Work item ▸ Report all lines in the records that hold the string "Vitals".

Data provided ▸
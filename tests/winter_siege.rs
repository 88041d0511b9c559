mod common;

use common::{run, set_needs, WorldBuilder};
use std::collections::HashSet;
use wolfpack_core::systems::siege::{RetreatReason, Settlement, SiegeDecision};
use wolfpack_data::{AgentId, PackId, Season, SiegeType, Species, Vec3};
use wolfpack_lib::model::metrics::{SIEGES_ENDED, SIEGES_STARTED};
use wolfpack_lib::model::world::{Identity, Vitals, WolfMind};
use wolfpack_lib::World;

const VILLAGE: Vec3 = Vec3::flat(128.0, 128.0);

/// A pack camped next to a guardless village, ranks already evaluated, with
/// every winter check guaranteed to start a siege.
fn camped_pack(seed: u64, size: usize) -> (World, PackId, Vec<AgentId>, Settlement) {
    let mut world = WorldBuilder::new()
        .with_seed(seed)
        .with_config(|c| {
            c.scheduler.check_interval = 1;
            c.scheduler.base_chance = 1.0;
            c.scheduler.blizzard_chance = 1.0;
            c.hierarchy.bonding_howl = false;
        })
        .build();
    let settlement = world.spawn_settlement(VILLAGE, 4, 8, 0);
    let (pack, members) = world.spawn_pack(VILLAGE + Vec3::flat(30.0, 0.0), size);
    run(&mut world, 1);
    world.climate.season = Season::Winter;
    (world, pack, members, settlement)
}

fn engaged(world: &World, members: &[AgentId]) -> usize {
    world
        .ecs
        .query::<(&Identity, &WolfMind)>()
        .iter()
        .filter(|(_, (identity, mind))| members.contains(&identity.id) && mind.siege.is_engaged())
        .count()
}

fn decision_for(report: &wolfpack_lib::model::world::TickReport, pack: PackId) -> Option<SiegeDecision> {
    report
        .siege_decisions
        .iter()
        .find(|(p, _)| *p == pack)
        .map(|(_, d)| *d)
}

#[test]
fn test_hungry_pack_besieges_nearby_village_in_winter() {
    let (mut world, pack, members, settlement) = camped_pack(21, 4);
    let report = world.update().unwrap();

    let Some(SiegeDecision::Begin(siege)) = decision_for(&report, pack) else {
        panic!("Expected a siege to begin, got {:?}", report.siege_decisions);
    };
    assert_eq!(siege.settlement, settlement);
    assert_eq!(siege.starting_size, 4);
    assert_eq!(siege.starting_guardians, 0);
    assert_eq!(siege.siege_type, SiegeType::FullAssault);
    assert!(siege.alpha_id.is_some());
    assert!(world.is_sieging(pack));
    assert_eq!(engaged(&world, &members), 4);
    assert_eq!(world.metrics.counter(SIEGES_STARTED), 1);
}

#[test]
fn test_no_siege_outside_winter() {
    let (mut world, pack, members, _) = camped_pack(22, 4);
    world.climate.season = Season::Autumn;
    run(&mut world, 100);

    assert!(!world.is_sieging(pack));
    assert_eq!(engaged(&world, &members), 0);
    assert_eq!(world.metrics.counter(SIEGES_STARTED), 0);
}

#[test]
fn test_small_pack_never_sieges() {
    let (mut world, pack, _, _) = camped_pack(23, 2);
    run(&mut world, 100);
    assert!(!world.is_sieging(pack));
}

#[test]
fn test_fed_pack_retreats() {
    let (mut world, pack, members, _) = camped_pack(24, 4);
    world.update().unwrap();
    assert!(world.is_sieging(pack));

    for id in &members {
        set_needs(&mut world, *id, 100.0, 95.0);
    }
    let report = world.update().unwrap();
    assert_eq!(
        decision_for(&report, pack),
        Some(SiegeDecision::Retreat(RetreatReason::Fed))
    );
    assert_eq!(engaged(&world, &members), 0);
    assert_eq!(world.metrics.counter(SIEGES_ENDED), 1);
}

#[test]
fn test_arriving_guardian_forces_retreat() {
    let (mut world, pack, _, _) = camped_pack(25, 4);
    world.update().unwrap();
    assert!(world.is_sieging(pack));

    let golem = Vitals {
        health: 100.0,
        max_health: 100.0,
        ..Default::default()
    };
    world.spawn_agent(Species::IronGolem, VILLAGE, golem);
    let report = world.update().unwrap();
    assert_eq!(
        decision_for(&report, pack),
        Some(SiegeDecision::Retreat(RetreatReason::Reinforced))
    );
    assert!(!world.is_sieging(pack));
}

#[test]
fn test_heavy_losses_force_retreat() {
    let (mut world, pack, members, _) = camped_pack(26, 4);
    world.update().unwrap();
    assert!(world.is_sieging(pack));

    for id in &members[..2] {
        let entity = world.find(*id).unwrap();
        world.ecs.despawn(entity).unwrap();
    }
    let report = world.update().unwrap();
    assert_eq!(
        decision_for(&report, pack),
        Some(SiegeDecision::Retreat(RetreatReason::Casualties))
    );
}

#[test]
fn test_siege_takes_villagers_or_livestock_never_guardians() {
    let (mut world, _, members, _) = camped_pack(27, 4);
    let dwellers: HashSet<AgentId> = world
        .ecs
        .query::<&Identity>()
        .iter()
        .filter(|(_, identity)| identity.species != Species::Wolf)
        .map(|(_, identity)| identity.id)
        .collect();

    let mut kill = None;
    for _ in 0..1_500 {
        let report = world.update().unwrap();
        if let Some(k) = report.kills.first() {
            kill = Some(*k);
            break;
        }
    }
    let (killer, victim) = kill.expect("Siege never took a target");
    assert!(members.contains(&killer));
    assert!(dwellers.contains(&victim));
    assert_eq!(world.count_species(Species::IronGolem), 0);
    assert_gone!(world, victim);
}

Solution to the exercise ▸
use wolfpack_lib::model::world::{Identity, Vitals, WolfMind};
    let golem = Vitals {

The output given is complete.